> Problem to work on:
Every entry must come back exactly as it was given.

##### Records provided #####

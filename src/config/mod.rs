use serde::{Deserialize, Serialize};
use std::path::PathBuf;
use thiserror::Error;

#[derive(Debug, Error)]
pub enum ConfigError {
    #[error("IO error: {0}")]
    Io(#[from] std::io::Error),

    #[error("TOML error: {0}")]
    Toml(#[from] toml::de::Error),
}

#[derive(Debug, Clone, Serialize, Deserialize)]
#[serde(default)]
pub struct Config {
    /// Remote store base URL. Absence means offline/local-only mode, which
    /// is a recognized operating mode, not an error.
    pub remote_url: Option<String>,
    pub remote_anon_key: Option<String>,
    /// API key for the Gemini summarizer.
    pub gemini_api_key: Option<String>,
    pub data_dir: PathBuf,

    /// Overall deadline for one summarizer call, in seconds. Past it the
    /// reveal falls back to the fixed summary.
    pub summarizer_timeout_secs: u64,

    /// How long transient warnings stay visible, in seconds.
    pub notice_ttl_secs: u64,
}

impl Default for Config {
    fn default() -> Self {
        let data_dir = directories::ProjectDirs::from("app", "vibecast", "vibecast")
            .map(|d| d.data_dir().to_path_buf())
            .unwrap_or_else(|| PathBuf::from(".vibecast"));

        Self {
            remote_url: None,
            remote_anon_key: None,
            gemini_api_key: None,
            data_dir,
            summarizer_timeout_secs: 8,
            notice_ttl_secs: 5,
        }
    }
}

impl Config {
    /// Path to the persisted history mirror.
    pub fn mirror_db_path(&self) -> PathBuf {
        self.data_dir.join("history.db")
    }

    /// Both remote credentials present.
    pub fn is_remote_configured(&self) -> bool {
        self.remote_url.is_some() && self.remote_anon_key.is_some()
    }

    pub fn load() -> Result<Self, ConfigError> {
        let config_path = directories::ProjectDirs::from("app", "vibecast", "vibecast")
            .map(|d| d.config_dir().join("config.toml"))
            .unwrap_or_else(|| PathBuf::from(".vibecast/config.toml"));

        let mut config = if config_path.exists() {
            let content = std::fs::read_to_string(&config_path)?;
            toml::from_str(&content)?
        } else {
            Config::default()
        };
        config.apply_env();
        Ok(config)
    }

    /// Environment variables take precedence over the file, matching the
    /// deployment convention of the hosted app.
    fn apply_env(&mut self) {
        if let Ok(url) = std::env::var("SUPABASE_URL")
            && !url.is_empty()
        {
            self.remote_url = Some(url);
        }
        if let Ok(key) = std::env::var("SUPABASE_ANON_KEY")
            && !key.is_empty()
        {
            self.remote_anon_key = Some(key);
        }
        if let Ok(key) = std::env::var("GEMINI_API_KEY")
            && !key.is_empty()
        {
            self.gemini_api_key = Some(key);
        }
    }
}

#[cfg(test)]
mod tests {
    use super::*;

    #[test]
    fn test_defaults() {
        let config = Config::default();
        assert!(!config.is_remote_configured());
        assert_eq!(config.summarizer_timeout_secs, 8);
        assert_eq!(config.notice_ttl_secs, 5);
        assert!(config.mirror_db_path().ends_with("history.db"));
    }

    #[test]
    fn test_remote_configured_requires_both() {
        let mut config = Config::default();
        config.remote_url = Some("https://example.supabase.co".to_string());
        assert!(!config.is_remote_configured());
        config.remote_anon_key = Some("anon".to_string());
        assert!(config.is_remote_configured());
    }

    #[test]
    fn test_partial_toml_fills_defaults() {
        let config: Config = toml::from_str("remote_url = \"https://x.supabase.co\"").unwrap();
        assert_eq!(config.remote_url.as_deref(), Some("https://x.supabase.co"));
        assert_eq!(config.summarizer_timeout_secs, 8);
    }
}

#####

> Exercise solution:
filename src/config/mod.rs
use serde::{Deserialize, Serialize};
use std::path::PathBuf;
use thiserror::Error;

#[derive(Debug, Error)]
pub enum ConfigError {
    #[error("IO error: {0}")]
    Io(#[from] std::io::Error),

    #[error("TOML error: {0}")]
    Toml(#[from] toml::de::Error),
}

#[derive(Debug, Clone, Serialize, Deserialize)]
#[serde(default)]
pub struct Config {
    /// Remote store base URL. Absence means offline/local-only mode, which
    /// is a recognized operating mode, not an error.
    pub remote_url: Option<String>,
    pub remote_anon_key: Option<String>,
    /// API key for the Gemini summarizer.
    pub gemini_api_key: Option<String>,
    pub data_dir: PathBuf,

    /// Overall deadline for one summarizer call, in seconds. Past it the
    /// reveal falls back to the fixed summary.
    pub summarizer_timeout_secs: u64,

    /// How long transient warnings stay visible, in seconds.
    pub notice_ttl_secs: u64,
}

impl Default for Config {
    fn default() -> Self {
        let data_dir = directories::ProjectDirs::from("app", "vibecast", "vibecast")
            .map(|d| d.data_dir().to_path_buf())
            .unwrap_or_else(|| PathBuf::from(".vibecast"));

        Self {
            remote_url: None,
            remote_anon_key: None,
            gemini_api_key: None,
            data_dir,
            summarizer_timeout_secs: 8,
            notice_ttl_secs: 5,
        }
    }
}

impl Config {
    /// Path to the persisted history mirror.
    pub fn mirror_db_path(&self) -> PathBuf {
        self.data_dir.join("history.db")
    }

    /// Both remote credentials present.
    pub fn is_remote_configured(&self) -> bool {
        self.remote_url.is_some() && self.remote_anon_key.is_some()
    }

    pub fn load() -> Result<Self, ConfigError> {
        let config_path = directories::ProjectDirs::from("app", "vibecast", "vibecast")
            .map(|d| d.config_dir().join("config.toml"))
            .unwrap_or_else(|| PathBuf::from(".vibecast/config.toml"));

        let mut config = if config_path.exists() {
            let content = std::fs::read_to_string(&config_path)?;
            toml::from_str(&content)?
        } else {
            Config::default()
        };
        config.apply_env();
        Ok(config)
    }

    /// Environment variables take precedence over the file, matching the
    /// deployment convention of the hosted app.
    fn apply_env(&mut self) {
        if let Ok(url) = std::env::var("SUPABASE_URL")
            && !url.is_empty()
        {
            self.remote_url = Some(url);
        }
        if let Ok(key) = std::env::var("SUPABASE_ANON_KEY")
            && !key.is_empty()
        {
            self.remote_anon_key = Some(key);
        }
        if let Ok(key) = std::env::var("GEMINI_API_KEY")
            && !key.is_empty()
        {
            self.gemini_api_key = Some(key);
        }
    }
}

#[cfg(test)]
mod tests {
    use super::*;

    #[test]
    fn test_defaults() {
        let config = Config::default();
        assert!(!config.is_remote_configured());
        assert_eq!(config.summarizer_timeout_secs, 8);
        assert_eq!(config.notice_ttl_secs, 5);
        assert!(config.mirror_db_path().ends_with("history.db"));
    }

    #[test]
    fn test_remote_configured_requires_both() {
        let mut config = Config::default();
        config.remote_url = Some("https://example.supabase.co".to_string());
        assert!(!config.is_remote_configured());
        config.remote_anon_key = Some("anon".to_string());
        assert!(config.is_remote_configured());
    }

    #[test]
    fn test_partial_toml_fills_defaults() {
        let config: Config = toml::from_str("remote_url = \"https://x.supabase.co\"").unwrap();
        assert_eq!(config.remote_url.as_deref(), Some("https://x.supabase.co"));
        assert_eq!(config.summarizer_timeout_secs, 8);
    }
}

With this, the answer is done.